On the one hand, the platform has a solid community of developers and it's not hard to find insightful posts on mathematics, cryptography, and other esoteric topics, with a range of community-built web applications that plug into Steem being deployed at a rapid pace.

But on the other, a glance at the homepage shows that a lot of popular content tends towards the amateurish and introspective: posts written about Steemit do disproportionately well, leading to an endlessly introspective cycle of content discussing the platform itself; another breakout topic is "introduce yourself," where high scoring posts tend overwhelmingly to be written by either physically attractive women or professionally successful men.

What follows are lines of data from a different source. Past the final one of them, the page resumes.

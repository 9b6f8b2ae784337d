//! The settlement engine: irreversible resolution of pending wagers.
//!
//! Two independent entry points share one discipline:
//!
//! - [`SettlementEngine::settle_fixture`] resolves every pending
//!   odds-instance wager on a fixture against its final score.
//! - [`SettlementEngine::settle_custom_bet`] resolves the wagers on one
//!   custom bet against an admin-declared boolean result.
//!
//! Each entry point runs as a single immediate transaction with a terminal
//! status guard, so re-settlement is rejected instead of double-paying and
//! a crash mid-loop rolls back to the fully-unsettled state.

pub mod predicate;

pub use predicate::{Predicate, PredicateRegistry};

use std::collections::HashMap;

use diesel::prelude::*;
use diesel::SqliteConnection;
use rust_decimal::prelude::ToPrimitive;
use rust_decimal::Decimal;
use tracing::{debug, info};

use crate::domain::{CustomBetResult, CustomBetStatus, FixtureOutcome, FixtureStatus, WagerStatus};
use crate::error::{Error, Result};
use crate::store::model::{parse_price, CustomBetRow, FixtureRow, WagerRow};
use crate::store::schema::{custom_bets, fixtures, odds_instances, odds_templates, users, wagers};
use crate::store::{get_conn, DbPool};

/// What one settlement call did.
#[derive(Debug, Clone, Copy, PartialEq, Eq)]
pub struct SettlementSummary {
    /// Wagers moved out of pending.
    pub wagers_settled: usize,
    /// How many of those won.
    pub wagers_won: usize,
    /// Total points credited to winners.
    pub points_paid: i64,
}

/// A wager's computed fate, collected before any row is touched.
struct Resolution {
    wager_id: i32,
    username: String,
    /// `Some(payout)` for winners, `None` for losers.
    payout: Option<i64>,
}

/// Resolves pending wagers against final outcomes and credits winners.
pub struct SettlementEngine {
    pool: DbPool,
    predicates: PredicateRegistry,
}

impl SettlementEngine {
    /// Engine with the standard bet-type predicates.
    #[must_use]
    pub fn new(pool: DbPool) -> Self {
        Self::with_registry(pool, PredicateRegistry::standard())
    }

    /// Engine with a caller-supplied predicate registry.
    #[must_use]
    pub fn with_registry(pool: DbPool, predicates: PredicateRegistry) -> Self {
        Self { pool, predicates }
    }

    /// The predicate registry this engine dispatches on.
    #[must_use]
    pub fn predicates(&self) -> &PredicateRegistry {
        &self.predicates
    }

    /// Settle a fixture with its final score.
    ///
    /// Marks the fixture completed, evaluates every pending odds-instance
    /// wager through the predicate registry, credits winners with
    /// `floor(stake * price)` and flips each wager to won or lost. Wagers
    /// on custom bets are untouched; they settle through
    /// [`Self::settle_custom_bet`].
    ///
    /// # Errors
    /// - [`Error::NotFound`] if the fixture does not exist.
    /// - [`Error::AlreadySettled`] if the fixture is already completed.
    /// - [`Error::Domain`] for negative scores.
    pub fn settle_fixture(
        &self,
        fixture_id: i32,
        home_score: i32,
        away_score: i32,
    ) -> Result<SettlementSummary> {
        let outcome = FixtureOutcome::from_scores(home_score, away_score)?;

        let mut conn = get_conn(&self.pool)?;
        let summary = conn.immediate_transaction::<_, Error, _>(|conn| {
            let fixture: FixtureRow = fixtures::table
                .find(fixture_id)
                .first(conn)
                .optional()?
                .ok_or(Error::NotFound {
                    entity: "fixture",
                    id: fixture_id.to_string(),
                })?;

            if FixtureStatus::parse(&fixture.status)? == FixtureStatus::Completed {
                return Err(Error::AlreadySettled {
                    entity: "fixture",
                    id: fixture_id,
                });
            }

            diesel::update(fixtures::table.find(fixture_id))
                .set((
                    fixtures::status.eq(FixtureStatus::Completed.as_str()),
                    fixtures::home_score.eq(Some(home_score)),
                    fixtures::away_score.eq(Some(away_score)),
                ))
                .execute(conn)?;

            let pending: Vec<WagerRow> = wagers::table
                .filter(wagers::fixture_id.eq(fixture_id))
                .filter(wagers::status.eq(WagerStatus::Pending.as_str()))
                .filter(wagers::odds_instance_id.is_not_null())
                .load(conn)?;

            let bet_types = self.bet_types_for(conn, &pending)?;

            let mut resolutions = Vec::with_capacity(pending.len());
            for wager in &pending {
                let won = wager
                    .odds_instance_id
                    .and_then(|instance_id| bet_types.get(&instance_id))
                    .is_some_and(|bet_type| self.predicates.wins(bet_type, &outcome));

                let payout = if won {
                    Some(payout_for(wager.stake, parse_price(&wager.price)?)?)
                } else {
                    None
                };
                debug!(
                    wager_id = wager.id,
                    username = %wager.username,
                    won,
                    "wager resolved"
                );
                resolutions.push(Resolution {
                    wager_id: wager.id,
                    username: wager.username.clone(),
                    payout,
                });
            }

            let summary = apply_resolutions(conn, &resolutions)?;
            info!(
                fixture_id,
                home_score,
                away_score,
                settled = summary.wagers_settled,
                won = summary.wagers_won,
                paid = summary.points_paid,
                "fixture settled"
            );
            Ok(summary)
        })?;

        Ok(summary)
    }

    /// Settle one custom bet with its admin-declared result.
    ///
    /// A `yes` result pays every pending wager on the bet at its stored
    /// price; a `no` result marks them all lost. Independent of the
    /// fixture score and of [`Self::settle_fixture`].
    ///
    /// # Errors
    /// - [`Error::NotFound`] if the custom bet does not exist.
    /// - [`Error::AlreadySettled`] if it was settled before.
    pub fn settle_custom_bet(
        &self,
        custom_bet_id: i32,
        result: CustomBetResult,
    ) -> Result<SettlementSummary> {
        let mut conn = get_conn(&self.pool)?;
        let summary = conn.immediate_transaction::<_, Error, _>(|conn| {
            let bet: CustomBetRow = custom_bets::table
                .find(custom_bet_id)
                .first(conn)
                .optional()?
                .ok_or(Error::NotFound {
                    entity: "custom bet",
                    id: custom_bet_id.to_string(),
                })?;

            if CustomBetStatus::parse(&bet.status)? == CustomBetStatus::Completed {
                return Err(Error::AlreadySettled {
                    entity: "custom bet",
                    id: custom_bet_id,
                });
            }

            diesel::update(custom_bets::table.find(custom_bet_id))
                .set((
                    custom_bets::status.eq(CustomBetStatus::Completed.as_str()),
                    custom_bets::result.eq(Some(result.as_str())),
                ))
                .execute(conn)?;

            let pending: Vec<WagerRow> = wagers::table
                .filter(wagers::custom_bet_id.eq(custom_bet_id))
                .filter(wagers::status.eq(WagerStatus::Pending.as_str()))
                .load(conn)?;

            let mut resolutions = Vec::with_capacity(pending.len());
            for wager in &pending {
                let payout = if result == CustomBetResult::Yes {
                    Some(payout_for(wager.stake, parse_price(&wager.price)?)?)
                } else {
                    None
                };
                resolutions.push(Resolution {
                    wager_id: wager.id,
                    username: wager.username.clone(),
                    payout,
                });
            }

            let summary = apply_resolutions(conn, &resolutions)?;
            info!(
                custom_bet_id,
                result = result.as_str(),
                settled = summary.wagers_settled,
                paid = summary.points_paid,
                "custom bet settled"
            );
            Ok(summary)
        })?;

        Ok(summary)
    }

    /// Map each referenced odds instance to its template's bet-type key.
    fn bet_types_for(
        &self,
        conn: &mut SqliteConnection,
        pending: &[WagerRow],
    ) -> Result<HashMap<i32, String>> {
        let instance_ids: Vec<i32> = pending.iter().filter_map(|w| w.odds_instance_id).collect();
        if instance_ids.is_empty() {
            return Ok(HashMap::new());
        }

        let instances: Vec<(i32, i32)> = odds_instances::table
            .filter(odds_instances::id.eq_any(&instance_ids))
            .select((odds_instances::id, odds_instances::template_id))
            .load(conn)?;

        let template_ids: Vec<i32> = instances.iter().map(|(_, tid)| *tid).collect();
        let templates: Vec<(i32, String)> = odds_templates::table
            .filter(odds_templates::id.eq_any(&template_ids))
            .select((odds_templates::id, odds_templates::bet_type))
            .load(conn)?;
        let by_template: HashMap<i32, String> = templates.into_iter().collect();

        Ok(instances
            .into_iter()
            .filter_map(|(iid, tid)| by_template.get(&tid).map(|bt| (iid, bt.clone())))
            .collect())
    }
}

/// Winner payout: `floor(stake * price)` in whole points.
fn payout_for(stake: i64, price: Decimal) -> Result<i64> {
    (Decimal::from(stake) * price)
        .floor()
        .to_i64()
        .ok_or_else(|| Error::Parse(format!("payout overflow for stake {stake} at {price}")))
}

/// Apply collected resolutions: credit winners, flip statuses.
fn apply_resolutions(conn: &mut SqliteConnection, resolutions: &[Resolution]) -> Result<SettlementSummary> {
    let mut summary = SettlementSummary {
        wagers_settled: resolutions.len(),
        wagers_won: 0,
        points_paid: 0,
    };

    for resolution in resolutions {
        let status = match resolution.payout {
            Some(payout) => {
                diesel::update(users::table.find(&resolution.username))
                    .set(users::points.eq(users::points + payout))
                    .execute(conn)?;
                summary.wagers_won += 1;
                summary.points_paid += payout;
                WagerStatus::Won
            }
            None => WagerStatus::Lost,
        };
        diesel::update(wagers::table.find(resolution.wager_id))
            .set(wagers::status.eq(status.as_str()))
            .execute(conn)?;
    }

    Ok(summary)
}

A lot of this could be down to the newness of the site, with norms still being established, according to CEO Ned Scott.

"The platform is very young in terms of how long it's been doing these payouts," he said. "Now we see people attracted to content that tells them more about the community and the underlying technologies, but I think over time we'll see people steer away from that."

For now, the winner-takes-all nature of the reward system is likely to deter most serious writers from participating, although Scott concedes that the algorithm could still be tweaked in future. The more serious questions to answer are over the long-term sustainability of Steemit's wealth creation model, and how all of the money tied up in two-year bonds will fare over the inevitable price fluctuations (as a comparison, the price of a single Bitcoin went from $1 to over $1,000 from 2011-2013, but then lost 80 percent of its value in the two years to 2015; over the same period, many other altcoins have collapsed entirely).

The promise of easy money is sure to attract a crowd of hopefuls, but Steem may yet prove to be a bait-and-hook masquerading as a free lunch.